Пространства Европы больше недостаточно для великого поколения изгнанников, они воспринимают ее как границу, как препятствие к познанию реальности. «Вся Европа участвовала в создании Курца» – но истина для Курца (а с ним и для всей Европы) находится в джунглях, а не в Брюсселе или Лондоне. Аудитория Марлоу[66] все еще остается европейской, но материал его историй принадлежит Востоку, Африке, а их формальный пафос заключается в сложности использования европейских языков для рассказа о переживаниях, которые больше не являются европейскими. Поэтика Паунда (только отчасти «Кантос») одержима поиском западного эквивалента для идеограмматического письма. Последним словом в «Бесплодной земле» является санскритский термин, иератически повторенный 3 раза, но самим Элиотом признанный непереводимым. Поэма множество раз подчеркивает восточное происхождение европейских символов и мифов, а несколькими годами ранее Джойс принимает версию Виктора Берара о финикийской основе «Одиссеи».
Европа вновь стала маленькой – мир избегает ее, новое избегает ее. Новое? И да и нет. Английские изгнанники и сюрреалисты, «Авиньонские девицы» и «Весна священная» – в начале XX в. появление нового совпадает, как правило, с переоткрытием первобытного. Это и будет парадокс, который приведет европейскую литературу к концу. Барочная трагедия отрывает ее от классического наследия, роман жестко привязывает ее к современности; «Фауст» даже начинает играть с почтенным, древним материалом. Без сомнения, разрыв с прошлым был успешным. Может быть, он был слишком успешным – как и многие другие европейские попытки? Это выглядит именно так. Из разваливающейся целостности истории возникает непреодолимая нужда в мифе, которая свойственна всему модернистскому движению. Миф как глубина, порядок, изначальное единство – а также как визионерская галлюцинация, «адский огонь под твоим котлом», вновь цитируя Мефистофеля Манна. Именно «кровавое варварство» поддерживает «бескровный интеллектуализм» у Адриана Леверкюна. Взрывное сжатие противоположностей воплощает величие (и двойственность) многих авангардов – и несет отпечаток Европы, колеблющейся между анархией и диктатурой.

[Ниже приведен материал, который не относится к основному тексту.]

//! CloudEvents binding.
//!
//! An event maps onto a CloudEvents 1.0 envelope as follows:
//!
//! | envelope          | event                      |
//! |-------------------|----------------------------|
//! | `id`              | `context.id`               |
//! | `source`          | `context.source`           |
//! | `type`            | `context.type`             |
//! | `time`            | `context.timestamp`        |
//! | `specversion`     | `1.0`                      |
//! | `datacontenttype` | `application/json`         |
//! | `data`            | the whole event body       |
//!
//! Decoding resolves `type` through an [`EventRegistry`] and then requires the
//! envelope attributes to agree with `data.context`.

use chrono::{DateTime, Utc};
use serde::{Deserialize, Serialize};
use serde_json::Value;
use tracing::debug;

use crate::cdevent::{AnyCDEvent, CDEvent, EventKind};
use crate::context::Context;
use crate::custom_data::APPLICATION_JSON;
use crate::error::{CDEventError, Result};
use crate::obs;
use crate::registry::{default_registry, EventRegistry};
use crate::CLOUDEVENTS_SPEC_VERSION;

/// A CloudEvents 1.0 envelope in structured JSON mode.
#[derive(Debug, Clone, PartialEq, Serialize, Deserialize)]
pub struct CloudEvent {
    pub specversion: String,
    pub id: String,
    pub source: String,
    #[serde(rename = "type")]
    pub r#type: String,
    pub time: DateTime<Utc>,
    #[serde(default = "default_content_type")]
    pub datacontenttype: String,
    pub data: Value,
}

fn default_content_type() -> String {
    APPLICATION_JSON.to_string()
}

impl CloudEvent {
    fn for_context(context: &Context, data: Value) -> Self {
        CloudEvent {
            specversion: CLOUDEVENTS_SPEC_VERSION.to_string(),
            id: context.id().to_string(),
            source: context.source().to_string(),
            r#type: context.event_type().to_string(),
            time: context.timestamp(),
            datacontenttype: APPLICATION_JSON.to_string(),
            data,
        }
    }

    /// Parse a structured-mode JSON envelope.
    ///
    /// # Errors
    ///
    /// `MalformedPayload` when the text is not an envelope, or when its
    /// `specversion` or `datacontenttype` is not supported.
    pub fn from_json(text: &str) -> Result<Self> {
        let envelope: CloudEvent = serde_json::from_str(text)
            .map_err(|e| CDEventError::malformed(format!("invalid cloud event: {e}")))?;
        envelope.check_attributes()?;
        Ok(envelope)
    }

    pub fn to_json(&self) -> Result<String> {
        Ok(serde_json::to_string(self)?)
    }

    pub fn to_json_pretty(&self) -> Result<String> {
        Ok(serde_json::to_string_pretty(self)?)
    }

    fn check_attributes(&self) -> Result<()> {
        if self.specversion != CLOUDEVENTS_SPEC_VERSION {
            return Err(CDEventError::malformed(format!(
                "unsupported cloud event specversion '{}'",
                self.specversion
            )));
        }
        if self.datacontenttype != APPLICATION_JSON {
            return Err(CDEventError::malformed(format!(
                "unsupported datacontenttype '{}'",
                self.datacontenttype
            )));
        }
        if !self.data.is_object() {
            return Err(CDEventError::malformed("cloud event data is not an object"));
        }
        Ok(())
    }

    fn check_agreement(&self, context: &Context) -> Result<()> {
        let mismatch = |attribute: &str| -> Result<()> {
            Err(CDEventError::malformed(format!(
                "envelope {attribute} does not match data.context"
            )))
        };
        if self.id != context.id() {
            return mismatch("id");
        }
        if self.source != context.source() {
            return mismatch("source");
        }
        if self.r#type != context.event_type() {
            return mismatch("type");
        }
        if self.time != context.timestamp() {
            return mismatch("time");
        }
        Ok(())
    }
}

/// Wrap an event in a cloud event.
pub fn to_cloud_event<K: EventKind>(event: &CDEvent<K>) -> Result<CloudEvent> {
    event.to_cloud_event()
}

/// Decode a cloud event through the process-wide registry.
pub fn from_cloud_event(envelope: &CloudEvent) -> Result<AnyCDEvent> {
    default_registry().from_cloud_event(envelope)
}

impl<K: EventKind> CDEvent<K> {
    pub fn to_cloud_event(&self) -> Result<CloudEvent> {
        let envelope = CloudEvent::for_context(self.context(), self.to_json()?);
        obs::emit_event_encoded(&envelope.r#type, &envelope.id);
        Ok(envelope)
    }

    /// Decode a cloud event that must carry an event of kind `K`.
    ///
    /// # Errors
    ///
    /// `MalformedPayload` when the envelope is of another kind, its
    /// attributes are unsupported, or its data does not match `K`.
    pub fn from_cloud_event(envelope: &CloudEvent) -> Result<Self> {
        let expected = K::event_type();
        let decoded = if envelope.r#type != expected {
            Err(CDEventError::malformed(format!(
                "cloud event type '{}' is not '{expected}'",
                envelope.r#type
            )))
        } else {
            decode_checked(envelope, CDEvent::<K>::from_json, CDEvent::<K>::context)
        };
        finish_decode(envelope, decoded)
    }
}

impl AnyCDEvent {
    pub fn to_cloud_event(&self) -> Result<CloudEvent> {
        let envelope = CloudEvent::for_context(self.context(), self.to_json()?);
        obs::emit_event_encoded(&envelope.r#type, &envelope.id);
        Ok(envelope)
    }
}

impl EventRegistry {
    /// Decode a cloud event into the class registered for its `type`.
    ///
    /// # Errors
    ///
    /// `UnknownEventType` when nothing is registered for the type string,
    /// `MalformedPayload` when the envelope or its data does not fit.
    pub fn from_cloud_event(&self, envelope: &CloudEvent) -> Result<AnyCDEvent> {
        let decoded = self.resolve(&envelope.r#type).and_then(|registration| {
            debug!(event_type = %registration.event_type(), "resolved cloud event type");
            decode_checked(
                envelope,
                |data| registration.decode(data),
                AnyCDEvent::context,
            )
        });
        finish_decode(envelope, decoded)
    }
}

fn decode_checked<T>(
    envelope: &CloudEvent,
    decode: impl FnOnce(Value) -> Result<T>,
    context: impl Fn(&T) -> &Context,
) -> Result<T> {
    envelope.check_attributes()?;
    let event = decode(envelope.data.clone())?;
    envelope.check_agreement(context(&event))?;
    Ok(event)
}

fn finish_decode<T>(envelope: &CloudEvent, decoded: Result<T>) -> Result<T> {
    match &decoded {
        Ok(_) => obs::emit_event_decoded(&envelope.r#type, &envelope.id),
        Err(e) => obs::emit_envelope_rejected(&envelope.r#type, e),
    }
    decoded
}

Вряд ли удивительно, что такое экстремальное напряжение не смогло просуществовать долго. Однако то, что эта фаза станет также и последним созидательным двигателем европейской литературы, – удивило всех. На протяжении XX в. работало слишком много слишком глубоких процессов одновременно: военные опустошения, ограниченная политическая суверенность, миграция экономического господства в сторону Соединенных Штатов, а затем и Тихого океана. Слишком много ударов обрушилось на символическую вселенную европейского национального государства. В поле культуры это новые медиа, триумф звука и изображения над письменным словом. И наконец, coup de grâce других литератур, с других континентов, еще способных на повествовательную изобретательность, от которой модернизм отказался ценой длительной непопулярности. Столкнувшись с огромным количеством трудностей, европейская литература застыла и впервые за всю свою историю обнаружила себя импортирующей формальные новшества, которые она уже не в состоянии производить сама. На самом деле, даже сама автономность Европы сейчас находится под вопросом – она смешалась, как только ее культуру заменила мировая сеть. Для некоторых европейских литератур внеевропейский обмен быстро стал важнейшим[67]. Что касается связей внутри Европы, то континент, влюбляющийся в Милана Кундеру, заслуживает участи Атлантиды. Больше говорить практически не о чем – те возможности, которые сообщили европейской литературе ее величие, оказались исчерпаны, и только чудо может изменить положение вещей. Впрочем, Европа, вероятно, уже получила намного больше положенной ей доли чудес.